L’importance de la ville pouvait-elle expliquer l’intervention anglo-gaulliste ? Pouvait-on accepter l’argument du ravitaillement invoqué par De Gaulle pour justifier cette opération militaire ? Avant d’en arriver là, faisons la rétrospective de quelques péripéties qui ont mené à ces événements sanglants.

Lorsque l’Armée allemande envahit, le 1er septembre 1939, la Pologne, l’effet de cette agression fut la généralisation des hostilités, en ce sens que la France et l’Angleterre déclarèrent aussitôt la guerre à l’Allemagne. Bientôt, l’invasion de la Pologne fit place à ce qu’on est convenu d’appeler “la drôle de guerre” (septembre 1939 au 10 mai 1940), c’est-à-dire l’attitude des Français et Anglais consistant à ne pas s’engager réellement dans le conflit : on se déclare la guerre sans pour autant faire la guerre.

Pourtant, à partir de mai 1940, les événements prirent une autre tournure caractérisée par l’offensive allemande. En deux jours, du 10 au 12 mai 1940, les Pays-Bas et la Belgique furent occupés puis, en quelques semaines, la France fut envahie et son Armée mise en déroute sur tous les fronts. La signature de l’Armistice (25 juin) et l’appel de Londres, le 18 juin 1940, du Général de Gaulle allaient diviser les milieux coloniaux entre partisans du Maréchal Pétain, collaborateur de l’occupant Allemand, et Gaullistes adversaires de la capitulation.

A Dakar, nombreux étaient les partisans de la Résistance. Si le gouverneur général, Cayla, fut au début pour la continuation de la lutte, le refus de l’Afrique du Nord, avec le général Nogués, de se mettre aux côtés des Gaullistes va influencer l’Aof qui finira par s’aligner sur le Commandement d’Afrique du Nord. Entre-temps, l’attaque navale de Mers el Kébir, durant laquelle le cinquième de la flotte française fut détruit par les Anglais, bascula beaucoup d’hésitants dans le camp pro-vichyste.

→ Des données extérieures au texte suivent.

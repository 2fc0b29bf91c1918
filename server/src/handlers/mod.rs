//! One function per protocol method.
//!
//! Request handlers return their typed result; [`handle_request`] decodes params and
//! encodes the result so dispatch only deals in JSON values.

mod lifecycle;
mod options;
mod prepare;
mod targets;
mod workspace;

use anyhow::Context;
use serde::Serialize;
use serde::de::DeserializeOwned;
use thiserror::Error;
use xcode_bsp_engine::normalize_path;
use xcode_bsp_rpc::{ErrorResponse, IncomingMessage, error_codes, file_uri_to_path};
use xcode_bsp_types::JsonRpcId;
use xcode_bsp_types::bsp::{
    DidChangeWatchedFilesParams, RegisterForChangesParams, SourceKitOptionsParams,
};

use crate::context::ServerContext;
use crate::registry::{NotificationMethod, RequestMethod};

pub use lifecycle::exit_code;

#[derive(Debug, Error)]
pub enum HandlerError {
    #[error("Invalid params: {0}")]
    InvalidParams(#[source] serde_json::Error),
    #[error(transparent)]
    Internal(#[from] anyhow::Error),
}

impl HandlerError {
    #[must_use]
    pub fn code(&self) -> i64 {
        match self {
            HandlerError::InvalidParams(_) => error_codes::INVALID_PARAMS,
            HandlerError::Internal(_) => error_codes::INTERNAL_ERROR,
        }
    }

    #[must_use]
    pub fn into_response(self, id: JsonRpcId) -> ErrorResponse {
        let message = match &self {
            HandlerError::InvalidParams(_) => self.to_string(),
            HandlerError::Internal(err) => format!("{err:#}"),
        };
        ErrorResponse::new(id, self.code(), message)
    }
}

pub async fn handle_request(
    ctx: &ServerContext,
    method: RequestMethod,
    message: &IncomingMessage,
) -> Result<serde_json::Value, HandlerError> {
    match method {
        RequestMethod::Initialize => encode(lifecycle::initialize(ctx).await?),
        RequestMethod::Shutdown => {
            lifecycle::shutdown(ctx);
            encode(())
        }
        RequestMethod::BuildTargets => encode(targets::build_targets(ctx).await?),
        RequestMethod::Sources => encode(targets::sources(ctx, params(message)?).await?),
        RequestMethod::InverseSources => {
            encode(targets::inverse_sources(ctx, params(message)?).await?)
        }
        RequestMethod::Prepare => {
            prepare::prepare(ctx, params(message)?).await?;
            encode(())
        }
        RequestMethod::RegisterForChanges => {
            let params: Option<RegisterForChangesParams> = params(message)?;
            options::register_for_changes(ctx, &params.unwrap_or_default());
            encode(())
        }
        RequestMethod::SourceKitOptions => {
            let params: SourceKitOptionsParams = params(message)?;
            encode(options::source_kit_options(ctx, params).await)
        }
        RequestMethod::WaitForBuildSystemUpdates => {
            ctx.state.wait_for_idle().await;
            encode(())
        }
    }
}

/// Returns the process exit code once `build/exit` arrives.
///
/// Runs on the read loop itself, so its effects are visible to every message after it.
pub fn handle_notification(
    ctx: &ServerContext,
    method: NotificationMethod,
    message: &IncomingMessage,
) -> anyhow::Result<Option<i32>> {
    match method {
        NotificationMethod::Initialized => {
            tracing::debug!("client initialized");
            Ok(None)
        }
        NotificationMethod::Exit => Ok(Some(exit_code(ctx))),
        NotificationMethod::DidChangeWatchedFiles => {
            let params: Option<DidChangeWatchedFilesParams> = message
                .params()
                .context("Failed to decode didChangeWatchedFiles params")?;
            workspace::did_change_watched_files(ctx, &params.unwrap_or_default());
            Ok(None)
        }
    }
}

fn params<T: DeserializeOwned>(message: &IncomingMessage) -> Result<T, HandlerError> {
    message.params().map_err(HandlerError::InvalidParams)
}

fn encode<T: Serialize>(result: T) -> Result<serde_json::Value, HandlerError> {
    Ok(serde_json::to_value(result).context("Failed to encode result")?)
}

/// Normalized filesystem path of a `file://` document URI.
fn document_path(uri: &str) -> Option<String> {
    file_uri_to_path(uri).map(|path| normalize_path(&path.to_string_lossy()))
}
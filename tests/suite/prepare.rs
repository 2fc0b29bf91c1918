//! `buildTarget/prepare` and the updates it announces.

use std::sync::Arc;

use serde_json::{Value, json};
use xcode_bsp_store::InMemoryArgumentStore;

use crate::common::{FixtureProject, ServerBuilder, args, swift_file};

const APP: &str = "xcode://p?scheme=App";

fn prepare_params() -> Value {
    json!({"targets": [{"uri": APP}]})
}

#[tokio::test]
async fn prepare_persists_arguments_under_scheme_scope() {
    let store = Arc::new(InMemoryArgumentStore::new());
    let project = FixtureProject::new()
        .with_file("App", "App", "/p/A.swift", swift_file(&["swiftc", "-DA"]))
        .with_file("App", "App", "/p/B.swift", swift_file(&["swiftc", "-DB"]));
    let builder = ServerBuilder::new(project).store(store.clone());
    let fixture = builder.project();
    let mut server = builder.start();

    let response = server.request(1, "buildTarget/prepare", prepare_params()).await;

    assert_eq!(response["result"], Value::Null);
    let stored = store.scope("App");
    assert_eq!(stored["/p/A.swift"], args(&["swiftc", "-DA"]));
    assert_eq!(stored["/p/B.swift"], args(&["swiftc", "-DB"]));
    assert!(fixture.warmups().is_empty());
}

#[tokio::test]
async fn prepare_announces_new_targets_before_responding() {
    let project = FixtureProject::new()
        .with_file("App", "App", "/p/A.swift", swift_file(&["swiftc"]))
        .with_file("App", "Tests", "/p/T.swift", swift_file(&["swiftc"]));
    let mut server = ServerBuilder::new(project).start();

    server.request(1, "buildTarget/prepare", prepare_params()).await;

    assert_eq!(server.notifications.len(), 1);
    let notification = &server.notifications[0];
    assert_eq!(notification["method"], "buildTarget/didChange");
    assert_eq!(
        notification["params"]["changes"],
        json!([
            {"target": {"uri": APP}, "kind": 2},
            {"target": {"uri": "xcode://p?scheme=App&target=Tests"}, "kind": 2}
        ])
    );
}

#[tokio::test]
async fn missing_module_map_triggers_warmup_build() {
    let project = FixtureProject::new().with_file(
        "App",
        "App",
        "/p/A.swift",
        swift_file(&["swiftc", "-fmodule-map-file", "/nonexistent/Module.modulemap"]),
    );
    let builder = ServerBuilder::new(project);
    let fixture = builder.project();
    let mut server = builder.start();

    let response = server.request(1, "buildTarget/prepare", prepare_params()).await;

    assert_eq!(response["result"], Value::Null);
    assert_eq!(fixture.warmups(), vec!["App".to_string()]);
}

#[tokio::test]
async fn unparseable_target_is_skipped() {
    let store = Arc::new(InMemoryArgumentStore::new());
    let project = FixtureProject::new().with_file("App", "App", "/p/A.swift", swift_file(&["swiftc"]));
    let mut server = ServerBuilder::new(project).store(store.clone()).start();

    let response = server
        .request(
            1,
            "buildTarget/prepare",
            json!({"targets": [{"uri": "file:///p/A.swift"}]}),
        )
        .await;

    assert_eq!(response["result"], Value::Null);
    assert!(store.scope("App").is_empty());
}

#[tokio::test]
async fn wait_for_updates_returns_when_idle() {
    let mut server = ServerBuilder::new(FixtureProject::new()).start();

    let response = server
        .request(1, "workspace/waitForBuildSystemUpdates", Value::Null)
        .await;

    assert_eq!(response["result"], Value::Null);
    assert!(response.get("error").is_none());
}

A partir de ce moment, les événements s’accélérèrent car, pour De Gaulle, la lutte de libération nationale dépassait le cadre métropolitain pour s’étendre jusqu’aux colonies qu’il fallait empêcher, coûte que coûte, d’être récupérées par Vichy et c’est précisément dans ce cadre que Dakar fut impliquée militairement dans la Deuxième guerre mondiale.

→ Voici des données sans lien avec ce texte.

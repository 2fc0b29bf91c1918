//! Build Server Protocol payloads.
//!
//! Params are decoded from client requests, results and notifications are encoded back.
//! Field names follow the protocol's camelCase spelling.

use serde::{Deserialize, Serialize};

use crate::LANGUAGE_IDS;

pub const SERVER_DISPLAY_NAME: &str = "xcode-bsp";
pub const SERVER_VERSION: &str = "0.1.0";
pub const BSP_VERSION: &str = "2.0.0";

#[derive(Debug, Clone, PartialEq, Eq, Serialize, Deserialize)]
pub struct TargetIdentifier {
    pub uri: String,
}

impl TargetIdentifier {
    #[must_use]
    pub fn new(uri: impl Into<String>) -> Self {
        Self { uri: uri.into() }
    }
}

#[derive(Debug, Clone, PartialEq, Eq, Serialize, Deserialize)]
pub struct TextDocumentIdentifier {
    pub uri: String,
}

// ============================================================================
// build/initialize
// ============================================================================

#[derive(Debug, Clone, Serialize)]
#[serde(rename_all = "camelCase")]
pub struct InitializeBuildResult {
    pub display_name: &'static str,
    pub version: &'static str,
    pub bsp_version: &'static str,
    pub capabilities: BuildServerCapabilities,
    pub data_kind: &'static str,
    pub data: SourceKitInitializeData,
}

impl InitializeBuildResult {
    #[must_use]
    pub fn new(data: SourceKitInitializeData) -> Self {
        Self {
            display_name: SERVER_DISPLAY_NAME,
            version: SERVER_VERSION,
            bsp_version: BSP_VERSION,
            capabilities: BuildServerCapabilities::default(),
            data_kind: "sourceKit",
            data,
        }
    }
}

#[derive(Debug, Clone, Serialize)]
#[serde(rename_all = "camelCase")]
pub struct BuildServerCapabilities {
    pub language_ids: Vec<&'static str>,
    pub build_target_changed_provider: bool,
    pub inverse_sources_provider: bool,
}

impl Default for BuildServerCapabilities {
    fn default() -> Self {
        Self {
            language_ids: LANGUAGE_IDS.to_vec(),
            build_target_changed_provider: true,
            inverse_sources_provider: true,
        }
    }
}

#[derive(Debug, Clone, Serialize)]
#[serde(rename_all = "camelCase")]
pub struct SourceKitInitializeData {
    #[serde(skip_serializing_if = "Option::is_none")]
    pub index_database_path: Option<String>,
    #[serde(skip_serializing_if = "Option::is_none")]
    pub index_store_path: Option<String>,
    pub watches: Vec<FileSystemWatcher>,
    pub prepare_provider: bool,
    pub source_kit_options_provider: bool,
    pub wait_for_build_system_updates_provider: bool,
}

#[derive(Debug, Clone, PartialEq, Eq, Serialize)]
#[serde(rename_all = "camelCase")]
pub struct FileSystemWatcher {
    pub glob_pattern: String,
}

// ============================================================================
// workspace/buildTargets
// ============================================================================

#[derive(Debug, Clone, Serialize)]
pub struct WorkspaceBuildTargetsResult {
    pub targets: Vec<BspBuildTarget>,
}

#[derive(Debug, Clone, Serialize)]
#[serde(rename_all = "camelCase")]
pub struct BspBuildTarget {
    pub id: TargetIdentifier,
    pub display_name: String,
    pub tags: Vec<String>,
    pub language_ids: Vec<&'static str>,
    pub dependencies: Vec<TargetIdentifier>,
    pub capabilities: BuildTargetCapabilities,
}

#[derive(Debug, Clone, Serialize)]
#[serde(rename_all = "camelCase")]
pub struct BuildTargetCapabilities {
    pub can_compile: bool,
    pub can_test: bool,
    pub can_run: bool,
    pub can_debug: bool,
}

impl Default for BuildTargetCapabilities {
    fn default() -> Self {
        Self {
            can_compile: true,
            can_test: false,
            can_run: false,
            can_debug: false,
        }
    }
}

// ============================================================================
// buildTarget/sources, buildTarget/inverseSources, buildTarget/prepare
// ============================================================================

#[derive(Debug, Clone, Deserialize)]
pub struct TargetsParams {
    pub targets: Vec<TargetIdentifier>,
}

#[derive(Debug, Clone, Serialize)]
pub struct SourcesResult {
    pub items: Vec<SourcesItem>,
}

#[derive(Debug, Clone, Serialize)]
pub struct SourcesItem {
    pub target: TargetIdentifier,
    pub sources: Vec<SourceItem>,
    pub roots: Vec<String>,
}

#[derive(Debug, Clone, Serialize)]
pub struct SourceItem {
    pub uri: String,
    pub kind: SourceItemKind,
    pub generated: bool,
}

#[derive(Debug, Clone, Copy, PartialEq, Eq, Serialize)]
#[serde(into = "u8")]
pub enum SourceItemKind {
    File,
    Directory,
}

impl From<SourceItemKind> for u8 {
    fn from(kind: SourceItemKind) -> Self {
        match kind {
            SourceItemKind::File => 1,
            SourceItemKind::Directory => 2,
        }
    }
}

#[derive(Debug, Clone, Deserialize)]
#[serde(rename_all = "camelCase")]
pub struct InverseSourcesParams {
    pub text_document: TextDocumentIdentifier,
}

#[derive(Debug, Clone, Serialize)]
pub struct InverseSourcesResult {
    pub targets: Vec<TargetIdentifier>,
}

// ============================================================================
// textDocument/registerForChanges, textDocument/sourceKitOptions
// ============================================================================

#[derive(Debug, Clone, Default, Deserialize)]
pub struct RegisterForChangesParams {
    #[serde(default)]
    pub action: Option<String>,
    #[serde(default)]
    pub uri: Option<String>,
}

#[derive(Debug, Clone, Deserialize)]
#[serde(rename_all = "camelCase")]
pub struct SourceKitOptionsParams {
    #[serde(default)]
    pub language: Option<String>,
    pub text_document: TextDocumentIdentifier,
    pub target: TargetIdentifier,
}

#[derive(Debug, Clone, Default, PartialEq, Eq, Serialize)]
#[serde(rename_all = "camelCase")]
pub struct SourceKitOptionsResult {
    pub compiler_arguments: Vec<String>,
    #[serde(skip_serializing_if = "Option::is_none")]
    pub working_directory: Option<String>,
}

// ============================================================================
// workspace/didChangeWatchedFiles
// ============================================================================

#[derive(Debug, Clone, Default, Deserialize)]
pub struct DidChangeWatchedFilesParams {
    #[serde(default)]
    pub changes: Vec<FileEvent>,
}

#[derive(Debug, Clone, Deserialize)]
pub struct FileEvent {
    pub uri: String,
    #[serde(rename = "type")]
    pub change_type: i32,
}

// ============================================================================
// Server -> client notifications
// ============================================================================

#[derive(Debug, Clone, Serialize)]
pub struct DidChangeBuildTargetParams {
    pub changes: Vec<BuildTargetEvent>,
}

#[derive(Debug, Clone, Serialize)]
pub struct BuildTargetEvent {
    pub target: TargetIdentifier,
    pub kind: BuildTargetEventKind,
}

#[derive(Debug, Clone, Copy, PartialEq, Eq, Serialize)]
#[serde(into = "u8")]
pub enum BuildTargetEventKind {
    Created,
    Changed,
    Deleted,
}

impl From<BuildTargetEventKind> for u8 {
    fn from(kind: BuildTargetEventKind) -> Self {
        match kind {
            BuildTargetEventKind::Created => 1,
            BuildTargetEventKind::Changed => 2,
            BuildTargetEventKind::Deleted => 3,
        }
    }
}

#[derive(Debug, Clone, Serialize)]
#[serde(rename_all = "camelCase")]
pub struct SourceKitOptionsChangedParams {
    pub uri: String,
    pub updated_options: UpdatedOptions,
}

#[derive(Debug, Clone, Serialize)]
#[serde(rename_all = "camelCase")]
pub struct UpdatedOptions {
    pub options: Vec<String>,
    #[serde(skip_serializing_if = "Option::is_none")]
    pub working_directory: Option<String>,
}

Ainsi, dès le 7 juillet 1940, un contre-torpilleur pro-gaulliste fut refoulé à Dakar, tandis que, le lendemain, le “Richelieu” fut attaqué et immobilisé dans le port de Dakar. Or, en ces moments, l’Aef, par la voix de Félix Eboué, rejoignait la résistance, alors que Cayla, soupçonné d’être pro-gaulliste, fut muté à Madagascar et remplacé par Pierre Boisson qui, bien que versatile et hésitant au début, finit par opter pour la collaboration.

Pour De Gaulle, le ralliement de Dakar à sa cause permettrait à la France Libre d’avoir des moyens matériels et humains pour continuer la lutte, mais aussi une assise territoriale et politique pour un Etat virtuel qui n’existait que sur du papier. Or, le ralliement de l’AEF poussa les autorités de l’Aof à prendre des mesures préventives pour protéger ses bases contre toute attaque anglo-gaulliste. C’est dans ces conditions que De Gaulle se présenta au large de Dakar le 23 septembre 1940.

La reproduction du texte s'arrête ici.